START Task data

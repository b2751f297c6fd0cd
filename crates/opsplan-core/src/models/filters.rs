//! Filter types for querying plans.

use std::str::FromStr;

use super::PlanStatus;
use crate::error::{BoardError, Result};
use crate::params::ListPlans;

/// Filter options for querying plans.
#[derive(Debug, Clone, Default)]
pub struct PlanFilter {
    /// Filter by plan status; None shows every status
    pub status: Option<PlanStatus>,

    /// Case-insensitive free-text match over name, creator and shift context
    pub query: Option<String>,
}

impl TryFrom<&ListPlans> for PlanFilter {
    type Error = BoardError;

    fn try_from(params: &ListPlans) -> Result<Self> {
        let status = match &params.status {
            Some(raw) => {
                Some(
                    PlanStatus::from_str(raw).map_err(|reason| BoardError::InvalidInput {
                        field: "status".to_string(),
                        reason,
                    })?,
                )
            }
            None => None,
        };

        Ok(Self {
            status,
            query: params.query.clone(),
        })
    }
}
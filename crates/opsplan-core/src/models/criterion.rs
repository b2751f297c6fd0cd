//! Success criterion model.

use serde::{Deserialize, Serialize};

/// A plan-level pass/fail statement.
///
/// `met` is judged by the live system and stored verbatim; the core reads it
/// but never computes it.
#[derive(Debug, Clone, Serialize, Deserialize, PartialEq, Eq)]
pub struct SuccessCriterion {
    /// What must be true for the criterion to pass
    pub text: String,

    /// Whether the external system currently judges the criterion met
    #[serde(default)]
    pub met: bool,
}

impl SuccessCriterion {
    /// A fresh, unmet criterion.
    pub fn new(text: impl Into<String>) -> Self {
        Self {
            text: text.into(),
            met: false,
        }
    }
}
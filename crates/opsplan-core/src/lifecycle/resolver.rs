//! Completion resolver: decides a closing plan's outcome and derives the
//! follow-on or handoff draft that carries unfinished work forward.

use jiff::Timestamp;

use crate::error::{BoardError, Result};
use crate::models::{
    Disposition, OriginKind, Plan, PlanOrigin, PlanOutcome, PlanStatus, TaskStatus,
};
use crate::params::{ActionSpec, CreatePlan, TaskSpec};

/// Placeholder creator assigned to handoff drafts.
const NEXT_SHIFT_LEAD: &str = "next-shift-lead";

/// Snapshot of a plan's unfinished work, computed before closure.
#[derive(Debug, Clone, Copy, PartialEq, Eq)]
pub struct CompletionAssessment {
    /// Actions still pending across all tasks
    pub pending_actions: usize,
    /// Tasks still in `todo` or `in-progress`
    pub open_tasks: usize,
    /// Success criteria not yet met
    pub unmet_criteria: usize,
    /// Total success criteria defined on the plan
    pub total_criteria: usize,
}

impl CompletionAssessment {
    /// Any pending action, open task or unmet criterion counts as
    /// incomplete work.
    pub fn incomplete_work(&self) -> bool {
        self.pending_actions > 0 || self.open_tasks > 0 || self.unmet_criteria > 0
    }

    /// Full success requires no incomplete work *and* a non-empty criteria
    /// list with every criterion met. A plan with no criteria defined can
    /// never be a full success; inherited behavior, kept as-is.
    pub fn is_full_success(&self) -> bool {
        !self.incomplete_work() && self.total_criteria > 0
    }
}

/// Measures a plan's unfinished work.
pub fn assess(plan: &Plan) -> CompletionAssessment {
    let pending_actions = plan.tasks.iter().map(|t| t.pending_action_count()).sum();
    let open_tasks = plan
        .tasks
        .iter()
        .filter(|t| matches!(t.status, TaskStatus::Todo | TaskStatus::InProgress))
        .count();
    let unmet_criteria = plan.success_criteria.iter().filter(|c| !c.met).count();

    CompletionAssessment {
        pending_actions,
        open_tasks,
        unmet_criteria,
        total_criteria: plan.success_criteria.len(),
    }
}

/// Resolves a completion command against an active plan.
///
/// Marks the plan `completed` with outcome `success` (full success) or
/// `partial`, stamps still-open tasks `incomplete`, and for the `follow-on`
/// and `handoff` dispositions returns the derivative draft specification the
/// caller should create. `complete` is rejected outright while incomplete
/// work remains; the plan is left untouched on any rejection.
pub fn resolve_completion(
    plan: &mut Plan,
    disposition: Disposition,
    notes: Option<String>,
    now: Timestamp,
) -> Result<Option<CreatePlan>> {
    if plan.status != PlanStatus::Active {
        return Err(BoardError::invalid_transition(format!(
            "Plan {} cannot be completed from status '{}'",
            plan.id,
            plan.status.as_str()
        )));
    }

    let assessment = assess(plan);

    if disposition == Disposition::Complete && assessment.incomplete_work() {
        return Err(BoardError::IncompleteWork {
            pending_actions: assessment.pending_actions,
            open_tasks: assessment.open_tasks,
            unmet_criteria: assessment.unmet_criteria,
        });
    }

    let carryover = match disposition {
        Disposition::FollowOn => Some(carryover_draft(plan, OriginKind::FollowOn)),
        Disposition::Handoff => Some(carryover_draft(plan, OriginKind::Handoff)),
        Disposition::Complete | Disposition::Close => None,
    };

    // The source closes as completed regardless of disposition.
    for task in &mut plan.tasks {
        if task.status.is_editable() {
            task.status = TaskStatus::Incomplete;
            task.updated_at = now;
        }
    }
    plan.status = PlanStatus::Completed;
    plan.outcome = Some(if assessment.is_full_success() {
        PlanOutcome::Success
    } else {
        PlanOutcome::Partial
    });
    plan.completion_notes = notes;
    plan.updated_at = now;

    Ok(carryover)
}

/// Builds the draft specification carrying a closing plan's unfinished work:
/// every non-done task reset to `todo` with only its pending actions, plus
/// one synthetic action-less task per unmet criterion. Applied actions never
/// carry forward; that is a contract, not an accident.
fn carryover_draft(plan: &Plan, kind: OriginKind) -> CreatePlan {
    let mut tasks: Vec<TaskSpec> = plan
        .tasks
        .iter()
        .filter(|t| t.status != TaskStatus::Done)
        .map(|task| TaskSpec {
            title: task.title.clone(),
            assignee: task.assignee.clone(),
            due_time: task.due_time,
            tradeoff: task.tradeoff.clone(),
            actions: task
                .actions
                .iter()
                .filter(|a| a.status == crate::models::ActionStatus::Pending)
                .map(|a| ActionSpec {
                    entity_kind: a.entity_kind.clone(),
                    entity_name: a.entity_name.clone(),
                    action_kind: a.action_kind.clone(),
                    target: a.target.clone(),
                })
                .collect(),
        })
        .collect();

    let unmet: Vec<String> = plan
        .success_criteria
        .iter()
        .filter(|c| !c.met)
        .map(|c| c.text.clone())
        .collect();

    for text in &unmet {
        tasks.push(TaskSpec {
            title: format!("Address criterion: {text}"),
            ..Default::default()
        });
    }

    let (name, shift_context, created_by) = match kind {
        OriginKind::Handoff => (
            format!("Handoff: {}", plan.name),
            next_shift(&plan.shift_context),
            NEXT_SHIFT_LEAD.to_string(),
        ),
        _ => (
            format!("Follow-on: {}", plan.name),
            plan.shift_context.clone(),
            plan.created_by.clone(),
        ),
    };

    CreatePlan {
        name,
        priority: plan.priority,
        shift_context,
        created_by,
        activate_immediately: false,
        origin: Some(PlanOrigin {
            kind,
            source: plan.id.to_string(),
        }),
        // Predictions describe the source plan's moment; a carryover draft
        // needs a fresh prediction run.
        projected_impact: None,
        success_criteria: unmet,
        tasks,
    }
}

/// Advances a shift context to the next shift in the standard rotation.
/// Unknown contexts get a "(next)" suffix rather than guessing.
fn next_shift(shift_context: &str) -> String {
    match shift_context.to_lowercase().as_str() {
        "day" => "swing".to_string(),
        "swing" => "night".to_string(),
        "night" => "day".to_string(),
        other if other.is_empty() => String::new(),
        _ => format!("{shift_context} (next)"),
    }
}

END Task data

__Exercise brief__:
What is needed is a verbatim copy of every line in the records above from the one containing "types for querying plans." down to the one containing "pub struct PlanFilter", both included, and nothing more.

__Response to this exercise__:
//! Filter types for querying plans.

use std::str::FromStr;

use super::PlanStatus;
use crate::error::{BoardError, Result};
use crate::params::ListPlans;

/// Filter options for querying plans.
#[derive(Debug, Clone, Default)]
pub struct PlanFilter {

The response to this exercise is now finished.